-- EXERCISE AIM --
Using the data below, copy each line that includes the word "static".

-- INFORMATION SUPPLIED --

= = =

//! Input validation functions
//!
//! This module provides validation utilities for user input.
//! Each validator returns a plain message; callers prefix it with the field's
//! display label.

use std::sync::OnceLock;

fn email_regex() -> &'static regex_lite::Regex {
    static EMAIL_REGEX: OnceLock<regex_lite::Regex> = OnceLock::new();
    EMAIL_REGEX.get_or_init(|| {
        regex_lite::Regex::new(r"^[^\s@]+@[^\s@]+\.[^\s@]+$").expect("email pattern is valid")
    })
}

/// Validate email format
pub fn validate_email(email: &str) -> Result<(), String> {
    if email.is_empty() {
        return Err("Email cannot be empty".to_string());
    }
    if email.len() > 255 {
        return Err("Email too long".to_string());
    }
    if !email_regex().is_match(email) {
        return Err("Invalid email format".to_string());
    }
    Ok(())
}

/// Validate password strength
///
/// At least 8 characters, one uppercase letter and one digit.
pub fn validate_password(password: &str) -> Result<(), String> {
    if password.len() < 8 {
        return Err("Password must be at least 8 characters long".to_string());
    }
    if password.len() > 128 {
        return Err("Password too long".to_string());
    }
    if !password.chars().any(|c| c.is_ascii_uppercase()) {
        return Err("Password must contain at least one uppercase letter".to_string());
    }
    if !password.chars().any(|c| c.is_ascii_digit()) {
        return Err("Password must contain at least one number".to_string());
    }
    Ok(())
}

fn require_finite(value: f64, what: &str) -> Result<(), String> {
    if value.is_nan() || value.is_infinite() {
        return Err(format!("{} must be a valid number", what));
    }
    Ok(())
}

/// Validate age in whole years
pub fn validate_age(age: i32) -> Result<(), String> {
    if age < 1 {
        return Err("Age must be at least 1 year".to_string());
    }
    if age > 150 {
        return Err("Age cannot exceed 150 years".to_string());
    }
    Ok(())
}

/// Validate height value (in cm)
/// Valid range: 50-300 cm
pub fn validate_height_cm(height_cm: f64) -> Result<(), String> {
    require_finite(height_cm, "Height")?;
    if height_cm < 50.0 {
        return Err("Height must be at least 50 cm".to_string());
    }
    if height_cm > 300.0 {
        return Err("Height must be at most 300 cm".to_string());
    }
    Ok(())
}

/// Validate weight value (in kg)
pub fn validate_weight(weight_kg: f64) -> Result<(), String> {
    require_finite(weight_kg, "Weight")?;
    if weight_kg < 20.0 {
        return Err("Weight must be at least 20 kg".to_string());
    }
    if weight_kg > 500.0 {
        return Err("Weight must be at most 500 kg".to_string());
    }
    Ok(())
}

/// Validate calories for a single serving
pub fn validate_calories(calories: f64) -> Result<(), String> {
    require_finite(calories, "Calories")?;
    if calories < 0.0 {
        return Err("Calories cannot be negative".to_string());
    }
    if calories > 50000.0 {
        return Err("Calorie value unreasonably high".to_string());
    }
    Ok(())
}

/// Validate a macronutrient amount in grams
pub fn validate_macro_grams(grams: f64) -> Result<(), String> {
    require_finite(grams, "Amount")?;
    if grams < 0.0 {
        return Err("Amount cannot be negative".to_string());
    }
    if grams > 10000.0 {
        return Err("Amount unreasonably high".to_string());
    }
    Ok(())
}

/// Validate number of servings consumed
pub fn validate_quantity(quantity: f64) -> Result<(), String> {
    require_finite(quantity, "Quantity")?;
    if quantity <= 0.0 {
        return Err("Quantity must be positive".to_string());
    }
    if quantity > 100.0 {
        return Err("Quantity cannot exceed 100 servings".to_string());
    }
    Ok(())
}

/// Validate a daily calorie target
pub fn validate_target_calories(target: i32) -> Result<(), String> {
    if target < 500 {
        return Err("Target must be at least 500 calories".to_string());
    }
    if target > 10000 {
        return Err("Target cannot exceed 10000 calories".to_string());
    }
    Ok(())
}

/// Validate the name of a logged food
pub fn validate_food_name(name: &str) -> Result<(), String> {
    if name.trim().is_empty() {
        return Err("Food name cannot be empty".to_string());
    }
    if name.len() > 255 {
        return Err("Food name too long".to_string());
    }
    Ok(())
}

/// Valid activity levels
pub const VALID_ACTIVITY_LEVELS: &[&str] = &[
    "sedentary",
    "lightly_active",
    "moderately_active",
    "very_active",
    "extremely_active",
];

/// Validate activity level
pub fn validate_activity_level(level: &str) -> Result<(), String> {
    level
        .parse::<crate::health_metrics::ActivityLevel>()
        .map(|_| ())
        .map_err(|_| {
            format!(
                "Invalid activity level. Must be one of: {}",
                VALID_ACTIVITY_LEVELS.join(", ")
            )
        })
}

/// Valid biological sex values
pub const VALID_BIOLOGICAL_SEX: &[&str] = &["male", "female"];

/// Validate biological sex
pub fn validate_biological_sex(sex: &str) -> Result<(), String> {
    let normalized = sex.to_lowercase();
    if VALID_BIOLOGICAL_SEX.contains(&normalized.as_str()) {
        Ok(())
    } else {
        Err(format!(
            "Invalid biological sex. Must be one of: {}",
            VALID_BIOLOGICAL_SEX.join(", ")
        ))
    }
}

// ============================================================================
// User-Friendly Field Labels
// ============================================================================

/// Map technical field names to user-friendly display labels
pub fn get_field_display_label(field_name: &str) -> &str {
    match field_name {
        "email" => "Email",
        "password" => "Password",
        "age" => "Age",
        "sex" | "biological_sex" => "Sex",
        "height" | "height_cm" => "Height",
        "weight" | "weight_kg" => "Weight",
        "activity_level" => "Activity Level",
        "target_calories" => "Target Calories",
        "food_name" => "Food Name",
        "calories" => "Calories",
        "protein" => "Protein",
        "carbs" => "Carbohydrates",
        "fat" => "Fat",
        "quantity" => "Quantity",
        _ => field_name,
    }
}

/// Convert a list of technical field names to user-friendly labels
pub fn get_missing_fields_labels(fields: &[&str]) -> Vec<String> {
    fields
        .iter()
        .map(|f| get_field_display_label(f).to_string())
        .collect()
}

/// Format a validator message with the field's display label
pub fn labelled(field: &str, message: String) -> String {
    format!("{}: {}", get_field_display_label(field), message)
}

= = =

-- ANSWER TO THIS PROBLEM --
fn email_regex() -> &'static regex_lite::Regex {
    static EMAIL_REGEX: OnceLock<regex_lite::Regex> = OnceLock::new();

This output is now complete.